**What the task asks:** Transcribe the full listing below exactly.

**Listed entries:**
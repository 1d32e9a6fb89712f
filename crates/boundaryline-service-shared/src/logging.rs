//! Structured logging setup for the API service.
//!
//! Reads `LOG_FORMAT` (json or text) and `RUST_LOG` at startup and installs
//! the matching tracing subscriber. JSON is the production default; text is
//! for local development.

use serde::{Deserialize, Serialize};
use tracing_subscriber::{fmt, prelude::*, EnvFilter};

/// Log output format.
#[derive(Debug, Clone, Copy, PartialEq, Eq, Serialize, Deserialize, Default)]
#[serde(rename_all = "lowercase")]
pub enum LogFormat {
    /// JSON structured logging (default, production).
    #[default]
    Json,
    /// Human-readable text logging (development).
    Text,
}

impl LogFormat {
    /// Parse a `LOG_FORMAT` value; "text" and "pretty" select text output,
    /// anything else keeps the JSON default.
    pub fn parse(raw: &str) -> Self {
        match raw.to_lowercase().as_str() {
            "text" | "pretty" => LogFormat::Text,
            _ => LogFormat::Json,
        }
    }
}

/// Configuration for the logging system.
#[derive(Debug, Clone, Serialize, Deserialize)]
pub struct LoggingConfig {
    /// Output format (json or text).
    pub format: LogFormat,
    /// Log level filter used when `RUST_LOG` is unset.
    pub level: String,
    /// Service name to include in log entries.
    pub service: Option<String>,
}

impl Default for LoggingConfig {
    fn default() -> Self {
        Self {
            format: LogFormat::Json,
            level: "info".to_string(),
            service: None,
        }
    }
}

impl LoggingConfig {
    /// Create configuration from `LOG_FORMAT`, `RUST_LOG`, `SERVICE_NAME`.
    pub fn from_env() -> Self {
        let format = std::env::var("LOG_FORMAT")
            .map(|v| LogFormat::parse(&v))
            .unwrap_or_default();
        let level = std::env::var("RUST_LOG").unwrap_or_else(|_| "info".to_string());
        let service = std::env::var("SERVICE_NAME").ok();

        Self {
            format,
            level,
            service,
        }
    }

    /// Set the service name for log entries.
    pub fn with_service(mut self, service: impl Into<String>) -> Self {
        self.service = Some(service.into());
        self
    }
}

/// Install the tracing subscriber. Call once at startup.
pub fn init_logging(config: &LoggingConfig) {
    let filter =
        EnvFilter::try_from_default_env().unwrap_or_else(|_| EnvFilter::new(&config.level));

    let registry = tracing_subscriber::registry().with(filter);

    match config.format {
        LogFormat::Text => {
            registry.with(fmt::layer().pretty()).init();
        }
        LogFormat::Json => {
            let json_layer = fmt::layer()
                .json()
                .with_current_span(false)
                .with_span_list(false);
            registry.with(json_layer).init();
        }
    }
}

**Reply to the exercise:**
repository 1d32e9a6fb89712f
filename crates/boundaryline-service-shared/src/logging.rs
//! Structured logging setup for the API service.
//!
//! Reads `LOG_FORMAT` (json or text) and `RUST_LOG` at startup and installs
//! the matching tracing subscriber. JSON is the production default; text is
//! for local development.

use serde::{Deserialize, Serialize};
use tracing_subscriber::{fmt, prelude::*, EnvFilter};

/// Log output format.
#[derive(Debug, Clone, Copy, PartialEq, Eq, Serialize, Deserialize, Default)]
#[serde(rename_all = "lowercase")]
pub enum LogFormat {
    /// JSON structured logging (default, production).
    #[default]
    Json,
    /// Human-readable text logging (development).
    Text,
}

impl LogFormat {
    /// Parse a `LOG_FORMAT` value; "text" and "pretty" select text output,
    /// anything else keeps the JSON default.
    pub fn parse(raw: &str) -> Self {
        match raw.to_lowercase().as_str() {
            "text" | "pretty" => LogFormat::Text,
            _ => LogFormat::Json,
        }
    }
}

/// Configuration for the logging system.
#[derive(Debug, Clone, Serialize, Deserialize)]
pub struct LoggingConfig {
    /// Output format (json or text).
    pub format: LogFormat,
    /// Log level filter used when `RUST_LOG` is unset.
    pub level: String,
    /// Service name to include in log entries.
    pub service: Option<String>,
}

impl Default for LoggingConfig {
    fn default() -> Self {
        Self {
            format: LogFormat::Json,
            level: "info".to_string(),
            service: None,
        }
    }
}

impl LoggingConfig {
    /// Create configuration from `LOG_FORMAT`, `RUST_LOG`, `SERVICE_NAME`.
    pub fn from_env() -> Self {
        let format = std::env::var("LOG_FORMAT")
            .map(|v| LogFormat::parse(&v))
            .unwrap_or_default();
        let level = std::env::var("RUST_LOG").unwrap_or_else(|_| "info".to_string());
        let service = std::env::var("SERVICE_NAME").ok();

        Self {
            format,
            level,
            service,
        }
    }

    /// Set the service name for log entries.
    pub fn with_service(mut self, service: impl Into<String>) -> Self {
        self.service = Some(service.into());
        self
    }
}

/// Install the tracing subscriber. Call once at startup.
pub fn init_logging(config: &LoggingConfig) {
    let filter =
        EnvFilter::try_from_default_env().unwrap_or_else(|_| EnvFilter::new(&config.level));

    let registry = tracing_subscriber::registry().with(filter);

    match config.format {
        LogFormat::Text => {
            registry.with(fmt::layer().pretty()).init();
        }
        LogFormat::Json => {
            let json_layer = fmt::layer()
                .json()
                .with_current_span(false)
                .with_span_list(false);
            registry.with(json_layer).init();
        }
    }
}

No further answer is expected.